Fritz The Cat est peut-être trash et provocateur, mais en fait il a été réalisé par des gens sages. Sorti en 1972, ce film d'animation classé X aurait pu dater de la décennie d'après sans être bien différent, mais ce n'est pas signe qu'il était avant-gardiste : au contraire, il fait penser à l'utilisation des codes du flower power par la génération des aînés, normalement récalcitrants, qui en font l'expérience et découvrent en s'exclamant « oh, fichtre, les bras m'en tombent ! » que ça peut être fun (né en 1938, Bakshi est de l'ancienne école et n'a pas encore réalisé son très sage Seigneur des Anneaux animé).
Fun, ça l'est : psychédélique mais organisé, Fritz The Cat révèle le potentiel d'euphémisation du dessin animé, qui peut se permettre d'aller plus loin dans la trashitude d'avec des prises de vue réelles puisque ce n'est "que du dessin". Le film a fonctionné malgré son rang X parce qu'il a éveillé les curiosités, et c'est tant mieux car il saisit ainsi l'essentiel de la révolution sociale.

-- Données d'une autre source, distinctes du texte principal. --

// Copyright 2025 eraflo
//
// Licensed under the Apache License, Version 2.0 (the "License");
// you may not use this file except in compliance with the License.
// You may obtain a copy of the License at
//
//     http://www.apache.org/licenses/LICENSE-2.0
//
// Unless required by applicable law or agreed to in writing, software
// distributed under the License is distributed on an "AS IS" BASIS,
// WITHOUT WARRANTIES OR CONDITIONS OF ANY KIND, either express or implied.
// See the License for the specific language governing permissions and
// limitations under the License.

//! Bounding volumes used for shadow caster culling and projection fitting.

use super::{clamp, Mat3, Mat4, Vec3};

/// Shapes that can be projected onto an arbitrary direction.
pub trait AxisProjection {
    /// Returns the `(min, max)` interval of `dir · p` over every point `p` of
    /// the shape. `dir` is expected to be normalized.
    fn project_on_axis(&self, dir: Vec3) -> (f32, f32);
}

/// Represents an Axis-Aligned Bounding Box (AABB).
#[derive(Debug, Clone, Copy, PartialEq)]
#[repr(C)]
pub struct Aabb {
    /// The corner of the box with the smallest coordinates on all axes.
    pub min: Vec3,
    /// The corner of the box with the largest coordinates on all axes.
    pub max: Vec3,
}

impl Aabb {
    /// An empty box, the neutral element of [`Aabb::merge`].
    pub const INVALID: Self = Self {
        min: Vec3::splat(f32::INFINITY),
        max: Vec3::splat(f32::NEG_INFINITY),
    };

    /// Creates a new `Aabb` from two corners in any order.
    #[inline]
    pub fn from_min_max(a: Vec3, b: Vec3) -> Self {
        Self {
            min: a.min(b),
            max: a.max(b),
        }
    }

    /// Creates an `Aabb` from a center point and its half-extents.
    #[inline]
    pub fn from_center_half_extents(center: Vec3, half_extents: Vec3) -> Self {
        let h = half_extents.abs();
        Self {
            min: center - h,
            max: center + h,
        }
    }

    /// The smallest box containing all `points`, or `INVALID` for an empty slice.
    pub fn from_points(points: &[Vec3]) -> Self {
        points.iter().fold(Self::INVALID, |acc, p| acc.with_point(*p))
    }

    /// `true` when `min <= max` on every axis.
    #[inline]
    pub fn is_valid(&self) -> bool {
        self.min.x <= self.max.x && self.min.y <= self.max.y && self.min.z <= self.max.z
    }

    /// The center point of the box.
    #[inline]
    pub fn center(&self) -> Vec3 {
        (self.min + self.max) * 0.5
    }

    /// Half the size of the box on each axis.
    #[inline]
    pub fn half_extents(&self) -> Vec3 {
        (self.max - self.min) * 0.5
    }

    /// Returns a copy grown to include `p`.
    #[inline]
    pub fn with_point(self, p: Vec3) -> Self {
        Self {
            min: self.min.min(p),
            max: self.max.max(p),
        }
    }

    /// Returns the union of two boxes.
    #[inline]
    pub fn merge(&self, other: &Self) -> Self {
        Self {
            min: self.min.min(other.min),
            max: self.max.max(other.max),
        }
    }

    /// The eight corners of the box.
    pub fn corners(&self) -> [Vec3; 8] {
        let (a, b) = (self.min, self.max);
        [
            Vec3::new(a.x, a.y, a.z),
            Vec3::new(b.x, a.y, a.z),
            Vec3::new(a.x, b.y, a.z),
            Vec3::new(b.x, b.y, a.z),
            Vec3::new(a.x, a.y, b.z),
            Vec3::new(b.x, a.y, b.z),
            Vec3::new(a.x, b.y, b.z),
            Vec3::new(b.x, b.y, b.z),
        ]
    }
}

impl Default for Aabb {
    fn default() -> Self {
        Self::INVALID
    }
}

impl AxisProjection for Aabb {
    fn project_on_axis(&self, dir: Vec3) -> (f32, f32) {
        let d = dir.dot(self.center());
        let r = self.half_extents().dot(dir.abs());
        (d - r, d + r)
    }
}

/// An oriented bounding box: a center, half sizes along each local axis and
/// the local axes themselves (forward, left, up).
#[derive(Debug, Clone, Copy, PartialEq)]
pub struct Obb {
    /// World-space center.
    pub center: Vec3,
    /// Half sizes along `axis.forward()`, `axis.left()` and `axis.up()`.
    pub extents: Vec3,
    /// Orthonormal local basis.
    pub axis: Mat3,
}

impl Obb {
    /// Creates a new box.
    pub fn new(center: Vec3, extents: Vec3, axis: Mat3) -> Self {
        Self {
            center,
            extents,
            axis,
        }
    }

    /// Wraps an axis-aligned box.
    pub fn from_aabb(aabb: &Aabb) -> Self {
        Self::new(aabb.center(), aabb.half_extents(), Mat3::IDENTITY)
    }

    /// Places a local-space box into world space using `world`.
    ///
    /// Scale baked into `world` is moved into the extents so the axes stay
    /// unit length.
    pub fn from_aabb_transform(aabb: &Aabb, world: &Mat4) -> Self {
        let cols = [
            world.cols[0].truncate(),
            world.cols[1].truncate(),
            world.cols[2].truncate(),
        ];
        let scale = Vec3::new(cols[0].length(), cols[1].length(), cols[2].length());
        let half = aabb.half_extents();
        Self::new(
            world.transform_point(aabb.center()),
            half * scale,
            Mat3::from_cols(
                cols[0].normalize(),
                cols[1].normalize(),
                cols[2].normalize(),
            ),
        )
    }

    /// The eight corners of the box.
    pub fn corners(&self) -> [Vec3; 8] {
        let mut out = [Vec3::ZERO; 8];
        for (i, p) in out.iter_mut().enumerate() {
            let sx = if i & 1 == 0 { -1.0 } else { 1.0 };
            let sy = if i & 2 == 0 { -1.0 } else { 1.0 };
            let sz = if i & 4 == 0 { -1.0 } else { 1.0 };
            *p = self.center
                + self.axis
                    * Vec3::new(
                        sx * self.extents.x,
                        sy * self.extents.y,
                        sz * self.extents.z,
                    );
        }
        out
    }

    /// Normalized bounds of `shape` in this box's local space.
    ///
    /// Each axis of the returned box holds `(projection - center) / extent`
    /// clamped to `[-1, 1]`; index 0 is forward, 1 is left and 2 is up.
    pub fn projection_bounds<S: AxisProjection + ?Sized>(&self, shape: &S) -> Aabb {
        let mut min = [0.0; 3];
        let mut max = [0.0; 3];
        for i in 0..3 {
            let dir = self.axis.cols[i];
            let (lo, hi) = shape.project_on_axis(dir);
            let c = self.center.dot(dir);
            let e = self.extents[i];
            min[i] = clamp((lo - c) / e, -1.0, 1.0);
            max[i] = clamp((hi - c) / e, -1.0, 1.0);
        }
        Aabb {
            min: Vec3::new(min[0], min[1], min[2]),
            max: Vec3::new(max[0], max[1], max[2]),
        }
    }
}

impl AxisProjection for Obb {
    fn project_on_axis(&self, dir: Vec3) -> (f32, f32) {
        let d = dir.dot(self.center);
        let r = self.extents.x * dir.dot(self.axis.cols[0]).abs()
            + self.extents.y * dir.dot(self.axis.cols[1]).abs()
            + self.extents.z * dir.dot(self.axis.cols[2]).abs();
        (d - r, d + r)
    }
}

/// A bounding sphere.
#[derive(Debug, Clone, Copy, PartialEq)]
pub struct Sphere {
    /// World-space center.
    pub center: Vec3,
    /// Radius, never negative.
    pub radius: f32,
}

impl Sphere {
    /// Creates a new sphere.
    pub fn new(center: Vec3, radius: f32) -> Self {
        Self { center, radius }
    }
}

impl AxisProjection for Sphere {
    fn project_on_axis(&self, dir: Vec3) -> (f32, f32) {
        let d = dir.dot(self.center);
        (d - self.radius, d + self.radius)
    }
}

/// A plane `normal · p = dist`. Points with a positive signed distance are
/// on the outside.
#[derive(Debug, Clone, Copy, PartialEq)]
pub struct Plane {
    /// Unit normal pointing to the outside half-space.
    pub normal: Vec3,
    /// Distance from the origin along `normal`.
    pub dist: f32,
}

impl Plane {
    /// Plane through three points, normal given by `(b - a) × (c - a)`.
    pub fn from_points(a: Vec3, b: Vec3, c: Vec3) -> Self {
        let normal = (b - a).cross(c - a).normalize();
        Self {
            normal,
            dist: normal.dot(a),
        }
    }

    /// Signed distance of `p` to the plane.
    #[inline]
    pub fn distance(&self, p: Vec3) -> f32 {
        self.normal.dot(p) - self.dist
    }

    /// The same plane facing the other way.
    #[inline]
    pub fn flipped(&self) -> Self {
        Self {
            normal: -self.normal,
            dist: -self.dist,
        }
    }
}

#[cfg(test)]
mod tests {
    use super::*;
    use approx::assert_abs_diff_eq;

    #[test]
    fn test_aabb_projection_on_diagonal() {
        let aabb = Aabb::from_min_max(Vec3::new(-1.0, -1.0, -1.0), Vec3::ONE);
        let (lo, hi) = aabb.project_on_axis(Vec3::new(1.0, 1.0, 0.0).normalize());
        assert_abs_diff_eq!(lo, -2.0_f32.sqrt(), epsilon = 1e-5);
        assert_abs_diff_eq!(hi, 2.0_f32.sqrt(), epsilon = 1e-5);
    }

    #[test]
    fn test_aabb_merge_with_invalid_is_identity() {
        let a = Aabb::from_min_max(Vec3::ZERO, Vec3::ONE);
        assert_eq!(Aabb::INVALID.merge(&a), a);
        assert!(!Aabb::INVALID.is_valid());
        assert_eq!(Aabb::from_points(&a.corners()), a);
    }

    #[test]
    fn test_obb_from_transform_moves_scale_into_extents() {
        let aabb = Aabb::from_min_max(Vec3::new(-1.0, -1.0, -1.0), Vec3::ONE);
        let mut world = Mat4::from_translation(Vec3::new(5.0, 0.0, 0.0));
        world.cols[1] = world.cols[1] * 3.0;
        let obb = Obb::from_aabb_transform(&aabb, &world);
        assert_eq!(obb.center, Vec3::new(5.0, 0.0, 0.0));
        assert_abs_diff_eq!(obb.extents.y, 3.0);
        assert_abs_diff_eq!(obb.axis.left().length(), 1.0);
    }

    #[test]
    fn test_projection_bounds_are_normalized_and_clamped() {
        let light = Obb::new(Vec3::ZERO, Vec3::new(10.0, 4.0, 2.0), Mat3::IDENTITY);
        let inside = Sphere::new(Vec3::new(0.0, 2.0, 0.0), 1.0);
        let b = light.projection_bounds(&inside);
        assert_abs_diff_eq!(b.min.y, 0.25);
        assert_abs_diff_eq!(b.max.y, 0.75);
        assert_abs_diff_eq!(b.min.z, -0.5);

        let outside = Sphere::new(Vec3::new(0.0, 100.0, 0.0), 1.0);
        let b = light.projection_bounds(&outside);
        assert_eq!(b.min.y, 1.0);
        assert_eq!(b.max.y, 1.0);
    }

    #[test]
    fn test_plane_signed_distance() {
        let p = Plane::from_points(Vec3::ZERO, Vec3::X, Vec3::Y);
        assert_eq!(p.normal, Vec3::Z);
        assert_abs_diff_eq!(p.distance(Vec3::new(3.0, 3.0, 2.0)), 2.0);
        assert_abs_diff_eq!(p.flipped().distance(Vec3::new(3.0, 3.0, 2.0)), -2.0);
    }
}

Mais en-dehors de scènes mythiques où s'allient perspectives et couleurs pour dépeindre par exemple la poudrière sociale de Harlem ou le désert californien, il n'y a pas vraiment de trame et Fritz lui-même sera bringuebalé de péripétie en pérégrination comme une victime des circonstances (that's what we are). Le fait-même de quitter New York pour San Francisco (qu'on ne verra finalement pas) n'est pas la rupture voulue dans la représentation d'un lifestyle post-hippie, et devient celle qui coupe le film en deux parts très inégales. C'est presqu'injuste de dire cela d'une création qui a vu le jour sans budget ni de terreau stimulant, mais Fritz le Chat ne va pas au bout de son idée et ça laisse encore sur sa faim aujourd'hui.